The Ranker sits down with The Bench Brief Blog's Director/Professor Robert Sherwin, fresh off Texas Tech's placement of two teams in the final four at ABA NAAC's Brooklyn regional, and just before being crowned something like runner-up to South Texas in LSA's soon-to-be-finalized Ranking Season 2009:
Before becoming Director of Advocacy Programs at Texas Tech, you held the same position at Texas Wesleyan. For 2007 and 2008, Texas Wesleyan was top tier, holding the 10th and 14th spots in LSA's ranking of moot court programs. In 2009, it was 115th. How did this coincide with your departure?

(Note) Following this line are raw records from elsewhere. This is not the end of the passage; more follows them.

/// Where a game currently sits in its round cycle.
#[derive(Debug, Clone, Copy, PartialEq, Eq)]
pub enum Phase {
    /// Players seated, no round started.
    Setup,
    /// Waiting on decisions for the given round.
    Deciding(usize),
    /// Payoffs settled and recorded for the given round.
    Scored(usize),
    /// Players revising their beliefs after the given round.
    Reflecting(usize),
    /// All requested rounds played.
    Finished,
    /// Stopped early by an error in the given round.
    Aborted(usize),
}

impl std::fmt::Display for Phase {
    fn fmt(&self, f: &mut std::fmt::Formatter) -> std::fmt::Result {
        match self {
            Self::Setup => write!(f, "setup"),
            Self::Deciding(n) => write!(f, "deciding round {}", n),
            Self::Scored(n) => write!(f, "scored round {}", n),
            Self::Reflecting(n) => write!(f, "reflecting on round {}", n),
            Self::Finished => write!(f, "finished"),
            Self::Aborted(n) => write!(f, "aborted in round {}", n),
        }
    }
}
use super::*;

/// A single-turn prompt plus how to sample the answer.
#[derive(Debug, Clone, PartialEq)]
pub struct Request {
    pub prompt: String,
    pub sampling: Sampling,
}

impl From<String> for Request {
    fn from(prompt: String) -> Self {
        Self {
            prompt,
            sampling: Sampling::default(),
        }
    }
}

/// Anything that turns a prompt into completion text.
///
/// Implementations own transport, authentication and timeouts. A request that
/// never comes back within the implementation's deadline is just an error.
#[async_trait::async_trait]
pub trait Generator: Send + Sync {
    async fn complete(&self, request: &Request) -> anyhow::Result<String>;
}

The drop in ranking didn’t coincide with me leaving. Texas Wesleyan had some truly outstanding moot court teams during the 2008-09 academic year (my first year here at Texas Tech) that just ran into some bad luck at competitions. That’s why I’ve been critical of your ranking system in the past – it’s so heavily reliant on competition results, and when you have a program as small as TWU’s (which only enters a handful of competitions each year), a lost coin flip here and a renegade judging panel there can be the difference between a top-20 ranking and not being ranked at all.

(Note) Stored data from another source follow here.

// Metric Transport Port
// Abstraction over the remote metrics service

use crate::domain::MetricValue;
use async_trait::async_trait;
use thiserror::Error;

/// Delivery errors reported by a transport
#[derive(Error, Debug, Clone, PartialEq, Eq)]
pub enum DeliveryError {
    /// Credentials rejected by the remote service
    #[error("{0}")]
    Auth(String),

    /// Network failure or any non-success status other than auth
    #[error("{0}")]
    Transport(String),
}

/// Metric Transport trait
///
/// Implementations:
/// - HttpTransport (infra-http): POSTs to the tracking endpoint
/// - mocks::MockTransport: records calls for tests
#[async_trait]
pub trait MetricTransport: Send + Sync {
    /// Send one metric and wait for the outcome
    ///
    /// The application id is passed on every call; transports hold no
    /// per-application state.
    ///
    /// # Errors
    /// - DeliveryError::Auth if the API key is rejected
    /// - DeliveryError::Transport for network failures and unexpected statuses
    async fn send(
        &self,
        application_id: &str,
        metric_name: &str,
        value: &MetricValue,
        distinct_id: Option<&str>,
    ) -> Result<(), DeliveryError>;
}

// ============================================================================
// Mock Implementations for Testing
// ============================================================================

pub mod mocks {
    use super::*;
    use std::sync::Mutex;

    /// Mock transport behavior
    #[derive(Debug, Clone)]
    pub enum MockBehavior {
        /// Always succeed
        Success,
        /// Always fail with a transport error
        Fail(String),
        /// Always fail with an auth error
        Unauthorized(String),
        /// Fail only for the given metric name, succeed otherwise
        FailMetric { metric_name: String, message: String },
    }

    /// A call received by the mock
    #[derive(Debug, Clone, PartialEq)]
    pub struct SentMetric {
        pub application_id: String,
        pub metric_name: String,
        pub value: MetricValue,
        pub distinct_id: Option<String>,
    }

    /// Mock Metric Transport for testing
    pub struct MockTransport {
        behavior: Mutex<MockBehavior>,
        sent: Mutex<Vec<SentMetric>>,
    }

    impl MockTransport {
        pub fn new(behavior: MockBehavior) -> Self {
            Self {
                behavior: Mutex::new(behavior),
                sent: Mutex::new(Vec::new()),
            }
        }
        pub fn new_success() -> Self {
            Self::new(MockBehavior::Success)
        }
        pub fn new_fail(message: impl Into<String>) -> Self {
            Self::new(MockBehavior::Fail(message.into()))
        }
        pub fn new_unauthorized(message: impl Into<String>) -> Self {
            Self::new(MockBehavior::Unauthorized(message.into()))
        }
        pub fn set_behavior(&self, behavior: MockBehavior) {
            *self.behavior.lock().unwrap() = behavior;
        }
        /// Every call attempted, successful or not, in call order
        pub fn sent(&self) -> Vec<SentMetric> {
            self.sent.lock().unwrap().clone()
        }
        pub fn call_count(&self) -> usize {
            self.sent.lock().unwrap().len()
        }
    }

    #[async_trait]
    impl MetricTransport for MockTransport {
        async fn send(
            &self,
            application_id: &str,
            metric_name: &str,
            value: &MetricValue,
            distinct_id: Option<&str>,
        ) -> Result<(), DeliveryError> {
            self.sent.lock().unwrap().push(SentMetric {
                application_id: application_id.to_string(),
                metric_name: metric_name.to_string(),
                value: value.clone(),
                distinct_id: distinct_id.map(str::to_string),
            });

            let behavior = self.behavior.lock().unwrap().clone();

            match behavior {
                MockBehavior::Success => Ok(()),
                MockBehavior::Fail(msg) => Err(DeliveryError::Transport(msg)),
                MockBehavior::Unauthorized(msg) => Err(DeliveryError::Auth(msg)),
                MockBehavior::FailMetric {
                    metric_name: failing,
                    message,
                } => {
                    if failing == metric_name {
                        Err(DeliveryError::Transport(message))
                    } else {
                        Ok(())
                    }
                }
            }
        }
    }
}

In contrast to Texas Wesleyan's stunning drop of a hundred or so places, Texas Tech rocketed from 41st in 2008, when you joined, to 2nd place in 2009. Now you placed two teams in the final four of the Brooklyn regional of the competitive 2010 ABA NAAC: Was your budget increased?
No. One of the reasons I was hired was to bring some direction to our “program” that was really just a conglomeration of teams. My predecessor, the legendary Don Hunt (who was my law school moot court coach), coached a few teams a year, and then we had a number of other teams being coached by various faculty members, adjunct professors, and student coaches. So Tech was spending a lot of money sending teams everywhere, but there was no real direction as to how that money was being spent and the development of talent. We’re not spending any more money than we were before, but the difference is that it’s all being spent by me instead of different people who aren’t coordinating that spending among themselves.
What competitions did you add or skip, and why?
Honestly, I can’t remember what competitions Tech was doing before I got here that we’re not doing now. Two tournaments I know I’ve added are the Pepperdine National Entertainment Law Moot Court Competition and the Pace National Environmental Law Moot Court Competition. Pepperdine is a really well-run competition that is in an area of law I know something about (I practiced in the area of Copyright Law and also teach Entertainment Law here at the law school), and my Texas Wesleyan teams had a lot of success there – in fact, that was the first national championship we won, back in 2006. We followed it up with a second-place finish in 2007. So that was definitely a tournament we were going to enter when I started at Tech. And I’m happy to say we’ve continued to do well in it – we won it in 2008 and finished second in 2009. As far as Pace goes, my wife – who also teaches at the law school – was an environmental law attorney and has been bugging me for years to let her take a team. I was never able to make it work within my system because I like to operate my teams semester-by-semester, and Pace spans the spring and the fall (the brief is due before Thanksgiving, while the oral rounds aren’t until February). This last fall, we were able to find a way to make it work, so we entered it. We also were able to secure a generous grant from the Environmental Law Section of the Texas Bar, so that helped with funding. It’s incredibly well-run, so we’ll continue to go back.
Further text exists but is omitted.